Childhood pals full of pride over Condoleezza Rice

By Drew Jubera, Gayle White

 

She was born the year the U.S. Supreme Court declared "separate but equal" schools unconstitutional, yet was educated until her teenage years in Birmingham's segregated schools.

 

Her physical world was limited to the all-black parts of town, but her minister father and music teacher mother made sure she had private piano and French lessons.

Doug Mills/New York Times

 

President Bush embraces Condoleezza Rice after nominating her for secretary of state. Her strong intellect and closeness to the Bush family make her a power in his inner circle.

 

She once told graduating law students at Mississippi College in Jackson: "Growing up in Birmingham, I lived with the homegrown terrorism of that era." Indeed, she felt her father's church shake the morning in 1963 when a bomb exploded inside the Sixteenth Street Baptist Church nearby and killed four young black girls. One was Denise McNair, her kindergarten classmate.

 

Now Condoleezza Rice, nominated for secretary of state on Tuesday, is set to become the highest-ranking black woman in U.S. government history.

 

And while her Republican affiliation sets her apart politically from many of the African-Americans she grew up with in the South, those who knew her then talk with pride of her achievement.

 

"You can't help but see her as an inspiration, even though you may disagree with some of the things she's said or done," said Chris McNair, the father of Denise.
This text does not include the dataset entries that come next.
use std::path::PathBuf;
use std::time::Duration;

use clap::{Parser, Subcommand};
use pixelconfig::{Filter, Gravity, Rotation};

#[derive(Parser, Debug)]
#[command(
    name = "pixeld",
    author,
    version,
    about = "Runs the pixel transform pipeline headless",
    arg_required_else_help = false
)]
pub struct Cli {
    #[command(flatten)]
    pub run: RunArgs,
    #[command(subcommand)]
    pub command: Option<Command>,
}

#[derive(Parser, Debug, Default)]
pub struct RunArgs {
    /// Pipeline configuration TOML file.
    #[arg(long, value_name = "FILE", env = "PIXELD_CONFIG")]
    pub config: Option<PathBuf>,

    /// Output surface size (e.g. `1080x1920`).
    #[arg(long, value_name = "WIDTHxHEIGHT", value_parser = parse_size)]
    pub size: Option<(u32, u32)>,

    /// Size of the frames the synthetic producer writes.
    #[arg(long, value_name = "WIDTHxHEIGHT", value_parser = parse_size)]
    pub input_size: Option<(u32, u32)>,

    /// Frames per second the synthetic producer writes.
    #[arg(long, value_name = "FPS")]
    pub input_fps: Option<f32>,

    /// Cap on drawn frames per second (0=uncapped).
    #[arg(long, value_name = "FPS")]
    pub frame_rate: Option<u32>,

    /// Display refresh rate the frame clock ticks at.
    #[arg(long, value_name = "HZ")]
    pub refresh_rate: Option<u32>,

    /// How frames map onto the surface: `fit`, `fill`, or `stretch`.
    #[arg(long, value_name = "MODE")]
    pub gravity: Option<Gravity>,

    /// Clockwise rotation applied to each frame (`0`/`90`/`180`/`270`).
    #[arg(long, value_name = "DEGREES")]
    pub orientation: Option<Rotation>,

    /// Physical display rotation reported to the kernel.
    #[arg(long, value_name = "DEGREES")]
    pub device_orientation: Option<Rotation>,

    /// Pre-rotate content to follow the display rotation.
    #[arg(long)]
    pub synchronize_orientation: bool,

    /// Sampling filter: `nearest` or `linear`.
    #[arg(long, value_name = "FILTER")]
    pub filter: Option<Filter>,

    /// How long to run before printing statistics (e.g. `2s`, `500ms`).
    #[arg(long, value_name = "DURATION", value_parser = humantime::parse_duration)]
    pub duration: Option<Duration>,
}

#[derive(Subcommand, Debug)]
pub enum Command {
    /// Print the kernel's device report and whether the platform is supported.
    Inspect(InspectArgs),
}

#[derive(Parser, Debug)]
pub struct InspectArgs {
    /// Pipeline configuration TOML file.
    #[arg(long, value_name = "FILE", env = "PIXELD_CONFIG")]
    pub config: Option<PathBuf>,
}

pub fn parse() -> Cli {
    Cli::parse()
}

pub fn parse_size(value: &str) -> Result<(u32, u32), String> {
    let (width, height) = pixelconfig::parse_size(value)?;
    if width == 0 || height == 0 {
        return Err(format!("size '{value}' must be non-zero in both dimensions"));
    }
    Ok((width, height))
}

#[cfg(test)]
mod tests {
    use super::*;

    #[test]
    fn parses_run_overrides() {
        let cli = Cli::try_parse_from([
            "pixeld",
            "--size",
            "640x360",
            "--gravity",
            "fill",
            "--orientation",
            "90",
            "--duration",
            "250ms",
        ])
        .unwrap();
        assert_eq!(cli.run.size, Some((640, 360)));
        assert_eq!(cli.run.gravity, Some(Gravity::Fill));
        assert_eq!(cli.run.orientation, Some(Rotation::Deg90));
        assert_eq!(cli.run.duration, Some(Duration::from_millis(250)));
        assert!(cli.command.is_none());
    }

    #[test]
    fn parses_inspect_subcommand() {
        let cli = Cli::try_parse_from(["pixeld", "inspect"]).unwrap();
        assert!(matches!(cli.command, Some(Command::Inspect(_))));
    }

    #[test]
    fn rejects_zero_size() {
        assert!(parse_size("0x720").is_err());
        assert!(Cli::try_parse_from(["pixeld", "--gravity", "sideways"]).is_err());
    }
}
He remembers his little girl's friend Condoleezza as being "very conscientious even back then."

 

"I think even the staunchest black Democrat would congratulate her, even if he wouldn't do it openly," McNair said Tuesday. "Some of us question the president very strongly but are still wishing her the best."

 

Rice's rise to a critical Cabinet position seems at once unlikely and the most sensible thing in the world.

 

As her aunt, Mattie Ray Bond, of Fairfield, Ala., said, "We expected success from all of our children. And I've always considered her a special young lady."

 

Rice, 50, is descended from a family of preachers. Her grandfather was the founding pastor of Westminster Presbyterian Church, where her father was minister from 1951 to 1965, and where young Condoleezza lived until the congregation built a separate home for its pastors.

 

She grew up in the middle-class black neighborhood of Titusville, a leafy subdivision of modest bungalows and neat little yards. She played piano at age 4 at her father's church. Playmates often sat on her front steps waiting for Rice to finish practicing duets with her mother so she could join them in games of stickball.

 

"We waited on the steps while she made Bach and Beethoven and all those guys feel like they were her friends," recalled Carole Smitherman, a Birmingham lawyer and city councilwoman who grew up across the street. "She was always playing the piano or reading or working, but when she did have time to play, she played really hard."

 

Added Deborah Carson, 49, another childhood friend: "She always seemed a little older than she was."

 

Her father wasn't active in the day's civil rights protests, instead concentrating on the education of local black children. He was a counselor at the all-black high school and ran programs that ranged from eye exams to art appreciation.

 

"She was always taught by her dad not to let the segregation experience cripple her and keep her from knowing she could achieve," said Odessa Woolfolk, who worked with Rice's father as an educator and is the founding president of the Birmingham Civil Rights Institute. "She was brought up to be an achiever."

 

Rice left Birmingham at 11, eventually moving with her family to Denver, where she was one of three black students at a Catholic high school. She entered the University of Denver at 15, graduating magna cum laude. She earned a master's degree at Notre Dame and a doctorate in international studies at Denver. She joined the Stanford University faculty in 1981, at age 27, and became provost a decade later.

 

She switched her party affiliation to Republican in the late 1970s. Having cast her first presidential vote for Democrat Jimmy Carter in 1976, Rice, fluent in Russian, thought Carter mishandled the Cold War.

 

"I thought Carter didn't understand the true nature of the Soviet Union, which was pretty dark," she once said.

 

She cast her next vote for Ronald Reagan.

 

After a chance meeting at Stanford with Brent Scowcroft, national security adviser to President George Bush, she joined his administration as special assistant for national security affairs.

 

When George W. Bush was elected in 2000, Rice became national security adviser and one of the president's most trusted aides, as well as a close friend.

 

"As a girl in the segregated South," Bush said Tuesday, "Dr. Rice saw the promise of America violated by racial discrimination and by the violence that comes from hate."

 

Those who knew her in Birmingham say they are not surprised by her rise. Many of the traits she displays now, she had then, they say.

 

"Those famed steely eyes she has, she had those when she was younger," said Smitherman. "It was as if she could look at you and know what you were thinking. I think they'll benefit us all now."

 

Added Woolfolk: "No one would have thought decades ago this young kid from segregated Birmingham would one day sit in the White House and be secretary of state. But she was always such a rare combination of intelligence, drive and charm, it just seems so right."